Task statement -
Find the lines of the listing that contain the string "capture", and return them.

Data for review -
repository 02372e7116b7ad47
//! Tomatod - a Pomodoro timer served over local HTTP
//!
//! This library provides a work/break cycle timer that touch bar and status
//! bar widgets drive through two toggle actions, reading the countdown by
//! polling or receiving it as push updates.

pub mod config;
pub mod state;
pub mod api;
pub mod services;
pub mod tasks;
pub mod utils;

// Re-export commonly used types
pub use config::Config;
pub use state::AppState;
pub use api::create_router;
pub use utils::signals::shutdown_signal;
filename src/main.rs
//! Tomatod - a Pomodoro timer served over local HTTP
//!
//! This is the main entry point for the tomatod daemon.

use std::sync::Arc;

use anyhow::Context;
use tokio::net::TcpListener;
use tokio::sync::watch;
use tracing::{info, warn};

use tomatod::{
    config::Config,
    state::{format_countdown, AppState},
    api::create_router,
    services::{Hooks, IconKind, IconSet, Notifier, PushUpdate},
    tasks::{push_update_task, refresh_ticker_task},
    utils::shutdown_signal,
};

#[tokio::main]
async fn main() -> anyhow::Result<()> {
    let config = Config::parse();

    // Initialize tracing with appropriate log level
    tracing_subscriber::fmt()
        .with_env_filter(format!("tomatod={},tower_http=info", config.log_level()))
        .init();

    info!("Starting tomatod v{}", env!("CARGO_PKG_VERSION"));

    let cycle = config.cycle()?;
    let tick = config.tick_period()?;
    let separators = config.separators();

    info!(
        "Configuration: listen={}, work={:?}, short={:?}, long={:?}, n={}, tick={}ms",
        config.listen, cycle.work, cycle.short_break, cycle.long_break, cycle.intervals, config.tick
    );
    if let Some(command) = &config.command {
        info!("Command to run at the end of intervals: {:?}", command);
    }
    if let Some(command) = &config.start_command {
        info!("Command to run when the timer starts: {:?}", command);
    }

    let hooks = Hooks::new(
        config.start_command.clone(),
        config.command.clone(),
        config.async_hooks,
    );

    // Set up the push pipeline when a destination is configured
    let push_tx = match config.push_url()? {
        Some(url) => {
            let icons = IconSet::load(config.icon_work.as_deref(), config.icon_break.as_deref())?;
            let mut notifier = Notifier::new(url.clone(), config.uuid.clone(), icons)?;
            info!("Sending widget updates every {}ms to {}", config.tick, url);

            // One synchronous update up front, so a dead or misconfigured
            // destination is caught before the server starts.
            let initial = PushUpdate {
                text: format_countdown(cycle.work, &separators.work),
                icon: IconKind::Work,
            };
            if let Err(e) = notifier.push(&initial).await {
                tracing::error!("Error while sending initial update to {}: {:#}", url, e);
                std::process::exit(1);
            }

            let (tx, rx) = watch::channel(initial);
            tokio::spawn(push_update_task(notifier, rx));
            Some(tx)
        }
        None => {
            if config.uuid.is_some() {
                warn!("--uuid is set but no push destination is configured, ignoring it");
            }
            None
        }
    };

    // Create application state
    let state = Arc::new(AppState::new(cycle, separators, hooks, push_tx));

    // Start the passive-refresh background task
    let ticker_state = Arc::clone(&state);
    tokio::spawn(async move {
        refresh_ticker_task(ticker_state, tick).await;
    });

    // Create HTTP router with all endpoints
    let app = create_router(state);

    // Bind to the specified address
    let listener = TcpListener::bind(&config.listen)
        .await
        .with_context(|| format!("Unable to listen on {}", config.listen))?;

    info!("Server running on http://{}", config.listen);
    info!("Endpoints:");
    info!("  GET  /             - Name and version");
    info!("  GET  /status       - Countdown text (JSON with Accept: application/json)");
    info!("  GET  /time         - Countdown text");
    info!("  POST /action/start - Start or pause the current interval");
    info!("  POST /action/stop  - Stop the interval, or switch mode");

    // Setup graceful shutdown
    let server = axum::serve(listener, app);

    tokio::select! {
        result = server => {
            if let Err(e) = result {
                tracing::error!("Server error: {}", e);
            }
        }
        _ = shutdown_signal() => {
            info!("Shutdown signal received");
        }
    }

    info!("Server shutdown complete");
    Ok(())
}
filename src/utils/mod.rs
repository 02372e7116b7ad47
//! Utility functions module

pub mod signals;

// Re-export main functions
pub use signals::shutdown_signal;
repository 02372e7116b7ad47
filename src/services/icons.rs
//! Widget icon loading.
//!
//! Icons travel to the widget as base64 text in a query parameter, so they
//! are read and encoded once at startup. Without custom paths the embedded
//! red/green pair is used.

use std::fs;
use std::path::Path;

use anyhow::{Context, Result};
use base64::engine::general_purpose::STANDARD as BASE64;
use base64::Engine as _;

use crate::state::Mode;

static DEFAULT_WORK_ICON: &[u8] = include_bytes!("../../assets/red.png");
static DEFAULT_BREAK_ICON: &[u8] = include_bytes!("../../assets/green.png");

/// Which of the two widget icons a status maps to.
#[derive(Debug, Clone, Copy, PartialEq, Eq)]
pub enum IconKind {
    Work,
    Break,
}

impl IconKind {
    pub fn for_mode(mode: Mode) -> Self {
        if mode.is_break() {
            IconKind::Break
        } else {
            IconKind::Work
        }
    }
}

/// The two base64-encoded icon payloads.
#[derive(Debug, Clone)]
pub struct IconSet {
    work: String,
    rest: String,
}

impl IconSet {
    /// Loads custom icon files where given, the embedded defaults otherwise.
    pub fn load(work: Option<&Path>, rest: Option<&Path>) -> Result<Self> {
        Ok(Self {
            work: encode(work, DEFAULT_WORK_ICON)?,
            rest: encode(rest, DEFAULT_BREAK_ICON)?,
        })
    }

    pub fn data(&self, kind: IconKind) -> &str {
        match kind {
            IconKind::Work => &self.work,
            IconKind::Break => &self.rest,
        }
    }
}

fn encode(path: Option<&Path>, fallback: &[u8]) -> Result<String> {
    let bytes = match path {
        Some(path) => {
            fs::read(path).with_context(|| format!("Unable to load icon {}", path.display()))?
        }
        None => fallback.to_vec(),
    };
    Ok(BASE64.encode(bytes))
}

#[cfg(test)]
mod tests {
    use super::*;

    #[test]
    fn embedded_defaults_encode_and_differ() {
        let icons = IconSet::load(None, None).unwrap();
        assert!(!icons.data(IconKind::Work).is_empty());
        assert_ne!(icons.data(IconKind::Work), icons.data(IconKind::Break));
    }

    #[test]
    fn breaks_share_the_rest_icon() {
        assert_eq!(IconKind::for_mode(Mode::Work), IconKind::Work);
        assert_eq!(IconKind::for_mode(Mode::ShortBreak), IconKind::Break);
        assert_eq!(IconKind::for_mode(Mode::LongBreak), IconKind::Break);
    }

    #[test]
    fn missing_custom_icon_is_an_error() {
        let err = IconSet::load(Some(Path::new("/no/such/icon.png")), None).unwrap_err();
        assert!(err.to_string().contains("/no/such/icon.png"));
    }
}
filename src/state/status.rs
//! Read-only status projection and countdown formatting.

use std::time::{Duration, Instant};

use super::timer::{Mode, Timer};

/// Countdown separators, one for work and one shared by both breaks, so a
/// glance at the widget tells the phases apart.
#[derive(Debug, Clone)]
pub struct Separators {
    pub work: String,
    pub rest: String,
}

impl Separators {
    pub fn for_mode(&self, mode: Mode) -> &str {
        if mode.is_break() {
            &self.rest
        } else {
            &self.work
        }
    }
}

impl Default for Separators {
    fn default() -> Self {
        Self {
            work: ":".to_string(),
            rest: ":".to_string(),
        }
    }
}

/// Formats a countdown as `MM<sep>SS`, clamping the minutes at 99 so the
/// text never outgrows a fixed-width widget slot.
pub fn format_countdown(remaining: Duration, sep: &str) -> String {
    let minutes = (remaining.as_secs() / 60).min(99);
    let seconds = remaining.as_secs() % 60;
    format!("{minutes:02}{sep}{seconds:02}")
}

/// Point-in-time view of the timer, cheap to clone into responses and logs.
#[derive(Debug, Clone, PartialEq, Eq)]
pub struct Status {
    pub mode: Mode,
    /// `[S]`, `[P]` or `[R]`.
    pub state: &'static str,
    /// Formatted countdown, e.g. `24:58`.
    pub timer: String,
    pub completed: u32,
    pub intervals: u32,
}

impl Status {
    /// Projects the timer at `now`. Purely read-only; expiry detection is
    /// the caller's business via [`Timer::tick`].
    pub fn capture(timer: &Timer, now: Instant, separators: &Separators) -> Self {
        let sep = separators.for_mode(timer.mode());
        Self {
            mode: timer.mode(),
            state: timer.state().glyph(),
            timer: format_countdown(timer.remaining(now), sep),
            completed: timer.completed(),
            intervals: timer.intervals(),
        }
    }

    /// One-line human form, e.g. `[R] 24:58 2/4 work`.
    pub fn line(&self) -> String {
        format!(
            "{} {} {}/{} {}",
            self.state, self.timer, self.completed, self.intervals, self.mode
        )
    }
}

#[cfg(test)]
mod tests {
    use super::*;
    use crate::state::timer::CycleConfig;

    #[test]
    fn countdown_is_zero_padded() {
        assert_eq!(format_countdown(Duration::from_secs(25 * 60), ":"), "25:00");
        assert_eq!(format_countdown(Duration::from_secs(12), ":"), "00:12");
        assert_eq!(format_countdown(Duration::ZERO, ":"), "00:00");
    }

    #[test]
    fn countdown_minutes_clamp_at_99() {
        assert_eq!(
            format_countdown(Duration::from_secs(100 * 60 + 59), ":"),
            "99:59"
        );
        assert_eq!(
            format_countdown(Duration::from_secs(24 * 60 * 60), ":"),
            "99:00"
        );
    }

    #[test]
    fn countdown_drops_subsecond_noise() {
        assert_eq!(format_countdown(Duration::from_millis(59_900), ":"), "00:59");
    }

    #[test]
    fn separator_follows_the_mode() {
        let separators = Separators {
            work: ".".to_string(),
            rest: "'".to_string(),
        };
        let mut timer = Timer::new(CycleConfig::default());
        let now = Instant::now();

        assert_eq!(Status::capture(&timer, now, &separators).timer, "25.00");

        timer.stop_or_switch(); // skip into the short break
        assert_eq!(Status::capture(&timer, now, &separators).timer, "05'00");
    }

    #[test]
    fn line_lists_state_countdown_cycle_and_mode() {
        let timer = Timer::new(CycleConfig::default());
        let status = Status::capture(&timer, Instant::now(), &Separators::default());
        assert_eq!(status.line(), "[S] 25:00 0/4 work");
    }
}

Solution below -
    pub fn capture(timer: &Timer, now: Instant, separators: &Separators) -> Self {
        assert_eq!(Status::capture(&timer, now, &separators).timer, "25.00");
        assert_eq!(Status::capture(&timer, now, &separators).timer, "05'00");
        let status = Status::capture(&timer, Instant::now(), &Separators::default());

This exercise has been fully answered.